- The Washington Times - Thursday, August 31, 2000

From combined dispatches

Richard B. Cheney yesterday charged the Clinton-Gore administration has "neglected" America's military.
"Our military today is overused and under-resourced," the Republican vice-presidential candidate said in a speech in Atlanta.
Mr. Cheney, who was defense secretary during the 1991 Gulf war, said the administration had reduced the defense budget "far beyond any careful weighing of the national interest."
Meanwhile, campaigning in New Hampshire yesterday, Republican presidential candidate George W. Bush outlined a five-year, $6.7 billion plan to help low-income college students.
The Bush-Cheney ticket took the offensive on defense and education issues as polls showed Vice President Al Gore gaining ground in the Midwest and widening his lead in California.
In Illinois, a poll shows Mr. Gore ahead 46 to 41 percent, while the presidential race is a dead heat in Michigan, where Mr. Bush had enjoyed an advantage in earlier polls. Mr. Gore was also ahead by 15 percentage points in Maryland, where the race had been even in July.

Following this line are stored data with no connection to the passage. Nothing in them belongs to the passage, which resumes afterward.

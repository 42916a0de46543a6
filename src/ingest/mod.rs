//! CSV ingest and normalization.
//!
//! This module turns a weekly sales export into an ordered sequence of
//! `WeeklySalesRecord`s that are safe to hand to the bulk loader.
//!
//! Design goals:
//! - **Strict schema**: all eight domain columns must be present (by
//!   normalized name) or the operation fails with a clear error
//! - **Batch-fail coercion**: a single unparseable date or number aborts the
//!   whole ingest; there is no row-level skipping, so the output row count
//!   always equals the input row count
//! - **Order-preserving**: no deduplication, no sorting

use std::collections::HashMap;
use std::fs::File;
use std::io::Read;
use std::path::Path;

use chrono::NaiveDate;
use csv::StringRecord;

use crate::domain::WeeklySalesRecord;
use crate::error::AppError;

/// Domain columns required after header normalization. The source `date`
/// column becomes `week_date` in the store.
const REQUIRED_COLUMNS: [&str; 8] = [
    "store",
    "date",
    "weekly_sales",
    "holiday_flag",
    "temperature",
    "fuel_price",
    "cpi",
    "unemployment",
];

/// Load and normalize the CSV at `path`, parsing dates with `date_format`.
pub fn read_records(path: &Path, date_format: &str) -> Result<Vec<WeeklySalesRecord>, AppError> {
    let file = File::open(path).map_err(|e| {
        AppError::DataFormat(format!("failed to open CSV '{}': {e}", path.display()))
    })?;
    read_records_from(file, date_format)
}

/// Normalize CSV content from any reader. Split out from [`read_records`] so
/// tests can feed in-memory fixtures.
pub fn read_records_from<R: Read>(
    reader: R,
    date_format: &str,
) -> Result<Vec<WeeklySalesRecord>, AppError> {
    let mut reader = csv::ReaderBuilder::new()
        .flexible(true)
        .trim(csv::Trim::All)
        .from_reader(reader);

    let headers = reader
        .headers()
        .map_err(|e| AppError::DataFormat(format!("failed to read CSV headers: {e}")))?
        .clone();

    let header_map = build_header_map(&headers);
    ensure_required_columns(&header_map)?;

    let mut records = Vec::new();
    for (idx, result) in reader.records().enumerate() {
        // +2 because:
        // - records() starts at line 1 after headers
        // - CSV is 1-based line numbers
        let line = idx + 2;

        let record = result
            .map_err(|e| AppError::DataFormat(format!("line {line}: CSV parse error: {e}")))?;

        let parsed = parse_row(&record, &header_map, date_format)
            .map_err(|msg| AppError::DataFormat(format!("line {line}: {msg}")))?;
        records.push(parsed);
    }

    Ok(records)
}

fn build_header_map(headers: &StringRecord) -> HashMap<String, usize> {
    headers
        .iter()
        .enumerate()
        .map(|(idx, name)| (normalize_header_name(name), idx))
        .collect()
}

fn normalize_header_name(name: &str) -> String {
    // Excel and other tools sometimes emit UTF-8 CSVs with a BOM prefix on the
    // first header (e.g. "﻿Store"). If we don't strip it, schema validation
    // will incorrectly report missing columns.
    let name = name.trim().trim_start_matches('\u{feff}');
    name.to_ascii_lowercase()
}

fn ensure_required_columns(header_map: &HashMap<String, usize>) -> Result<(), AppError> {
    for name in REQUIRED_COLUMNS {
        if !header_map.contains_key(name) {
            return Err(AppError::DataFormat(format!(
                "missing required column: `{name}`"
            )));
        }
    }
    Ok(())
}

fn parse_row(
    record: &StringRecord,
    header_map: &HashMap<String, usize>,
    date_format: &str,
) -> Result<WeeklySalesRecord, String> {
    let store = parse_u32(get_field(record, header_map, "store")?, "store")?;
    let week_date = parse_date(get_field(record, header_map, "date")?, date_format)?;
    let weekly_sales = parse_f64(get_field(record, header_map, "weekly_sales")?, "weekly_sales")?;
    // Deliberately no {0,1} range check: the source format promises a binary
    // flag, and out-of-range values pass through unchanged.
    let holiday_flag = parse_u8(get_field(record, header_map, "holiday_flag")?, "holiday_flag")?;
    let temperature = parse_f64(get_field(record, header_map, "temperature")?, "temperature")?;
    let fuel_price = parse_f64(get_field(record, header_map, "fuel_price")?, "fuel_price")?;
    let cpi = parse_f64(get_field(record, header_map, "cpi")?, "cpi")?;
    let unemployment = parse_f64(get_field(record, header_map, "unemployment")?, "unemployment")?;

    Ok(WeeklySalesRecord {
        store,
        week_date,
        weekly_sales,
        holiday_flag,
        temperature,
        fuel_price,
        cpi,
        unemployment,
    })
}

fn get_field<'a>(
    record: &'a StringRecord,
    header_map: &HashMap<String, usize>,
    name: &str,
) -> Result<&'a str, String> {
    let idx = header_map
        .get(name)
        .ok_or_else(|| format!("missing required column: `{name}`"))?;
    record
        .get(*idx)
        .map(str::trim)
        .filter(|s| !s.is_empty())
        .ok_or_else(|| format!("missing value for `{name}`"))
}

fn parse_date(s: &str, format: &str) -> Result<NaiveDate, String> {
    NaiveDate::parse_from_str(s, format)
        .map_err(|_| format!("invalid date '{s}' (expected format '{format}')"))
}

fn parse_u32(s: &str, name: &str) -> Result<u32, String> {
    s.parse::<u32>()
        .map_err(|_| format!("invalid integer '{s}' for `{name}`"))
}

fn parse_u8(s: &str, name: &str) -> Result<u8, String> {
    s.parse::<u8>()
        .map_err(|_| format!("invalid integer '{s}' for `{name}`"))
}

fn parse_f64(s: &str, name: &str) -> Result<f64, String> {
    let v = s
        .parse::<f64>()
        .map_err(|_| format!("invalid number '{s}' for `{name}`"))?;
    if !v.is_finite() {
        return Err(format!("non-finite number '{s}' for `{name}`"));
    }
    Ok(v)
}

#[cfg(test)]
mod tests {
    use super::*;

    const HEADER: &str = "Store,Date,Weekly_Sales,Holiday_Flag,Temperature,Fuel_Price,CPI,Unemployment";

    fn d(y: i32, m: u32, day: u32) -> NaiveDate {
        NaiveDate::from_ymd_opt(y, m, day).unwrap()
    }

    fn ingest(csv: &str) -> Result<Vec<WeeklySalesRecord>, AppError> {
        read_records_from(csv.as_bytes(), "%d-%m-%Y")
    }

    #[test]
    fn output_count_equals_input_count_and_order_is_preserved() {
        let csv = format!(
            "{HEADER}\n\
             1,05-02-2010,24924.5,0,42.31,2.572,211.0,8.1\n\
             1,12-02-2010,46039.49,1,38.51,2.548,211.24,8.1\n\
             2,05-02-2010,2136.99,0,40.19,2.572,210.75,8.3\n"
        );
        let records = ingest(&csv).unwrap();
        assert_eq!(records.len(), 3);
        assert_eq!(records[0].store, 1);
        assert_eq!(records[0].week_date, d(2010, 2, 5));
        assert_eq!(records[1].week_date, d(2010, 2, 12));
        assert_eq!(records[2].store, 2);
        assert!((records[1].weekly_sales - 46039.49).abs() < 1e-9);
        assert_eq!(records[1].holiday_flag, 1);
    }

    #[test]
    fn headers_are_case_and_whitespace_insensitive() {
        let csv = " store , DATE ,Weekly_Sales,holiday_flag,Temperature,Fuel_Price,cpi,Unemployment\n\
                    1,05-02-2010,100.0,0,42.0,2.5,211.0,8.1\n";
        let records = ingest(csv).unwrap();
        assert_eq!(records.len(), 1);
    }

    #[test]
    fn bom_on_first_header_is_stripped() {
        let csv = format!("\u{feff}{HEADER}\n1,05-02-2010,100.0,0,42.0,2.5,211.0,8.1\n");
        assert_eq!(ingest(&csv).unwrap().len(), 1);
    }

    #[test]
    fn missing_column_fails_before_reading_rows() {
        let csv = "Store,Date,Weekly_Sales,Holiday_Flag,Temperature,Fuel_Price,CPI\n\
                   1,05-02-2010,100.0,0,42.0,2.5,211.0\n";
        let err = ingest(csv).unwrap_err();
        match err {
            AppError::DataFormat(msg) => assert!(msg.contains("unemployment"), "{msg}"),
            other => panic!("expected DataFormat, got {other:?}"),
        }
    }

    #[test]
    fn one_bad_date_fails_the_whole_batch() {
        let csv = format!(
            "{HEADER}\n\
             1,05-02-2010,100.0,0,42.0,2.5,211.0,8.1\n\
             1,2010/02/12,200.0,0,42.0,2.5,211.0,8.1\n\
             1,19-02-2010,300.0,0,42.0,2.5,211.0,8.1\n"
        );
        let err = ingest(&csv).unwrap_err();
        match err {
            AppError::DataFormat(msg) => {
                assert!(msg.contains("line 3"), "{msg}");
                assert!(msg.contains("2010/02/12"), "{msg}");
            }
            other => panic!("expected DataFormat, got {other:?}"),
        }
    }

    #[test]
    fn one_bad_number_fails_the_whole_batch() {
        let csv = format!(
            "{HEADER}\n\
             1,05-02-2010,100.0,0,42.0,2.5,211.0,8.1\n\
             1,12-02-2010,n/a,0,42.0,2.5,211.0,8.1\n"
        );
        let err = ingest(&csv).unwrap_err();
        match err {
            AppError::DataFormat(msg) => assert!(msg.contains("weekly_sales"), "{msg}"),
            other => panic!("expected DataFormat, got {other:?}"),
        }
    }

    #[test]
    fn holiday_flag_outside_binary_range_is_accepted() {
        // The source format promises {0,1}; we intentionally do not enforce it.
        let csv = format!("{HEADER}\n1,05-02-2010,100.0,7,42.0,2.5,211.0,8.1\n");
        let records = ingest(&csv).unwrap();
        assert_eq!(records[0].holiday_flag, 7);
    }

    #[test]
    fn custom_date_format_is_honored() {
        let csv = format!("{HEADER}\n1,2010-02-05,100.0,0,42.0,2.5,211.0,8.1\n");
        let records = read_records_from(csv.as_bytes(), "%Y-%m-%d").unwrap();
        assert_eq!(records[0].week_date, d(2010, 2, 5));
    }

    #[test]
    fn missing_file_is_data_format_error() {
        let err = read_records(Path::new("/nonexistent/sales.csv"), "%d-%m-%Y").unwrap_err();
        assert!(matches!(err, AppError::DataFormat(_)));
    }
}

While Mr. Gore campaigned in Oregon yesterday, promising to protect Medicare funding "in an ironclad lockbox," Mr. Bush blamed the Clinton-Gore administration for failing to close the "achievement gap" of low test scores for minority students.
"While some [students] are flourishing, others are languishing," the Texas governor told an audience of 800 at a high school in Hampton, N.H.
He called the Clinton-Gore record on education "seven years of stagnancy."
Mr. Bush proposed increasing the maximum amount for a first-year Pell grant to $5,100 from the current $3,300. Pell grants are federal tuition subsidies for low-income college students.
Mr. Bush also advocated establishing a $1.5 billion "college challenge" grant to help states establish merit-scholarship programs.
Appearing at the Southern Center for International Studies in Atlanta, Mr. Cheney pledged that a Republican administration would boost military pay and benefits, and improve housing for service members and their families.
Mr. Bush's running mate made clear he was criticizing the Clinton-Gore administration, not the military.
"To point out that our military has been overextended, taken for granted and neglected that is no criticism of the military. That is a criticism of a president and a vice president and the record they have built together," said Mr. Cheney, who is making a campaign swing through several Southern states, including North Carolina, Georgia, Mississippi and Florida.
Gore campaign spokesman Doug Hattaway yesterday accused the Republican ticket of "twisting facts about our military for partisan gain" and insisted: "Our military is the strongest, most capable, most ready fighting force in the world."
A recent Army report showed the lowest possible readiness levels at more than half of Army training centers. Congressional reports and studies by civilian defense analysts have recently noted the U.S. military suffers from a shortage of Air Force and Navy pilots, aging equipment and aircraft, and declining morale.
The Gore campaign yesterday sought to turn attention to the vice president's health-care proposals for the elderly. Mr. Gore has already proposed a $253 billion prescription-drug benefit program for retirees under Medicare.
Mr. Gore yesterday proposed $400 billion in new funding to prop up the Medicare program, which he promised to put out of reach of "politicians."
"Let's remove the temptation to raid the cookie jar," the vice president said of his "lockbox" promise.
But the Gore campaign faced a new attack on the health-care front, as a Republican group announced a new television ad warning that the Democrat's drug benefit would dip into seniors' Social Security checks.
Featuring an elderly woman who says, "Get your hands off my Social Security check," the Republican Leadership Coalition spot begins today in Pittsburgh and Washington.
"We believe we caught Gore trying to pull a fast one," said Republican consultant Scott Reed. "He hasn't admitted his [prescription-drug] plan is to take it out of Social Security checks."